**Problem to solve:**
Please write out exactly, and only, the lines from the first in the material below to the line containing "or load config", both included.

**Available records:**
%%

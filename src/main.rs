//! book-heaven server entry point.

use book_heaven::{
    auth::{AuthService, Role},
    config::{BookCommand, Cli, Command, Config, UserCommand},
    db::{Book, Database},
    server,
};
use clap::Parser;
use std::io::{self, Write};
use std::path::PathBuf;
use std::time::Duration;
use tokio::net::TcpListener;
use tracing_subscriber::{layer::SubscriberExt, util::SubscriberInitExt};

#[tokio::main]
async fn main() -> anyhow::Result<()> {
    let cli = Cli::parse();

    // Find or load config
    let config_path = cli.config.clone().or_else(Config::find_config_file);

    let config = if let Some(ref path) = config_path {
        Config::load(path)?
    } else {
        Config::default()
    };

    match cli.command {
        Some(Command::Init { force }) => cmd_init(force).await,
        Some(Command::User { action }) => cmd_user(action, &config).await,
        Some(Command::Book { action }) => cmd_book(action, &config).await,
        Some(Command::Serve { bind }) => cmd_serve(config, bind).await,
        None => cmd_serve(config, None).await,
    }
}

/// Initialize config and database.
async fn cmd_init(force: bool) -> anyhow::Result<()> {
    let config_path = PathBuf::from("config.toml");

    if config_path.exists() && !force {
        anyhow::bail!(
            "Config file already exists: {}. Use --force to overwrite.",
            config_path.display()
        );
    }

    std::fs::write(&config_path, Config::generate_default())?;
    println!("Created config file: {}", config_path.display());

    let config = Config::default();
    let _db = Database::open(&config.database.path)?;
    println!("Initialized database: {}", config.database.path.display());

    println!("\nEdit config.toml to configure your server.");
    println!("Then run: book-heaven user add <username> --password <password> --role admin");

    Ok(())
}

/// User management commands.
async fn cmd_user(action: UserCommand, config: &Config) -> anyhow::Result<()> {
    let db = Database::open(&config.database.path)?;
    let auth = AuthService::new(
        db,
        config.auth.session_days,
        config.auth.registration_enabled(),
    );

    match action {
        UserCommand::Add {
            username,
            password,
            role,
        } => {
            let role = Role::parse(&role)
                .ok_or_else(|| anyhow::anyhow!("Role must be 'admin' or 'user'"))?;
            let password = match password {
                Some(p) => p,
                None => prompt_password("Password: ")?,
            };

            let user = auth.create_user(&username, &password, role)?;
            println!(
                "Created user: {} (role: {}, id: {})",
                user.username, user.role, user.id
            );
        }

        UserCommand::Del { username } => {
            if auth.delete_user(&username)? {
                println!("Deleted user: {}", username);
            } else {
                println!("User not found: {}", username);
            }
        }

        UserCommand::List => {
            let users = auth.list_users()?;
            if users.is_empty() {
                println!("No users found.");
            } else {
                println!("{:<20} {:<10} {:<36} LAST LOGIN", "USERNAME", "ROLE", "ID");
                println!("{}", "-".repeat(80));
                for user in users {
                    let last_login = user
                        .last_login
                        .map(|ts| {
                            book_heaven::db::timestamp_to_datetime(ts)
                                .format("%Y-%m-%d %H:%M")
                                .to_string()
                        })
                        .unwrap_or_else(|| "never".to_string());
                    println!(
                        "{:<20} {:<10} {:<36} {}",
                        user.username, user.role, user.id, last_login
                    );
                }
            }
        }

        UserCommand::Passwd { username, password } => {
            let password = match password {
                Some(p) => p,
                None => prompt_password("New password: ")?,
            };

            if auth.change_password(&username, &password)? {
                println!("Password changed for: {}", username);
            } else {
                println!("User not found: {}", username);
            }
        }
    }

    Ok(())
}

/// Book catalog commands.
async fn cmd_book(action: BookCommand, config: &Config) -> anyhow::Result<()> {
    let db = Database::open(&config.database.path)?;

    match action {
        BookCommand::Add {
            title,
            author,
            pages,
        } => {
            let book = Book::new(&title, author, pages)?;
            db.run(|s| s.create_book(&book))?;
            println!("Added book: {} (id: {})", book.title, book.id);
        }

        BookCommand::List => {
            let books = db.run(|s| s.list_books())?;
            if books.is_empty() {
                println!("No books found.");
            } else {
                println!("{:<36} {:<8} TITLE", "ID", "PAGES");
                println!("{}", "-".repeat(80));
                for book in books {
                    let pages = book
                        .page_count
                        .map(|p| p.to_string())
                        .unwrap_or_else(|| "?".to_string());
                    println!("{:<36} {:<8} {}", book.id, pages, book.title);
                }
            }
        }
    }

    Ok(())
}

/// Start the server.
async fn cmd_serve(mut config: Config, bind: Option<std::net::SocketAddr>) -> anyhow::Result<()> {
    if let Some(addr) = bind {
        config.server.bind = addr;
    }

    tracing_subscriber::registry()
        .with(
            tracing_subscriber::EnvFilter::try_from_default_env()
                .unwrap_or_else(|_| "book_heaven=info,tower_http=info".into()),
        )
        .with(tracing_subscriber::fmt::layer())
        .init();

    let db = Database::open(&config.database.path)?;

    tracing::info!(
        bind = %config.server.bind,
        database = %config.database.path.display(),
        mark_pending_on_offer = config.marketplace.mark_pending_on_offer,
        competing_offers = ?config.marketplace.competing_offers,
        conflict_policy = ?config.reading.conflict_policy,
        "Starting book-heaven server"
    );

    let state = server::AppState::new(config.clone(), db);

    if config.auth.cleanup_interval_seconds > 0 {
        let auth = state.auth.clone();
        let interval = Duration::from_secs(config.auth.cleanup_interval_seconds);

        tokio::spawn(async move {
            let mut ticker = tokio::time::interval(interval);
            ticker.tick().await; // Skip first immediate tick

            loop {
                ticker.tick().await;
                match auth.cleanup_expired_sessions() {
                    Ok(0) => {}
                    Ok(removed) => tracing::debug!(removed, "Removed expired sessions"),
                    Err(e) => tracing::warn!(error = %e, "Session cleanup failed"),
                }
            }
        });
    }

    let app = server::create_router(state);

    let listener = TcpListener::bind(config.server.bind).await?;
    tracing::info!(address = %config.server.bind, "Server listening");

    axum::serve(listener, app).await?;

    Ok(())
}

/// Prompt for password input.
fn prompt_password(prompt: &str) -> anyhow::Result<String> {
    print!("{}", prompt);
    io::stdout().flush()?;

    let mut password = String::new();
    io::stdin().read_line(&mut password)?;

    Ok(password.trim().to_string())
}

%%

**Expected answer:**
filename src/main.rs
//! book-heaven server entry point.

use book_heaven::{
    auth::{AuthService, Role},
    config::{BookCommand, Cli, Command, Config, UserCommand},
    db::{Book, Database},
    server,
};
use clap::Parser;
use std::io::{self, Write};
use std::path::PathBuf;
use std::time::Duration;
use tokio::net::TcpListener;
use tracing_subscriber::{layer::SubscriberExt, util::SubscriberInitExt};

#[tokio::main]
async fn main() -> anyhow::Result<()> {
    let cli = Cli::parse();

    // Find or load config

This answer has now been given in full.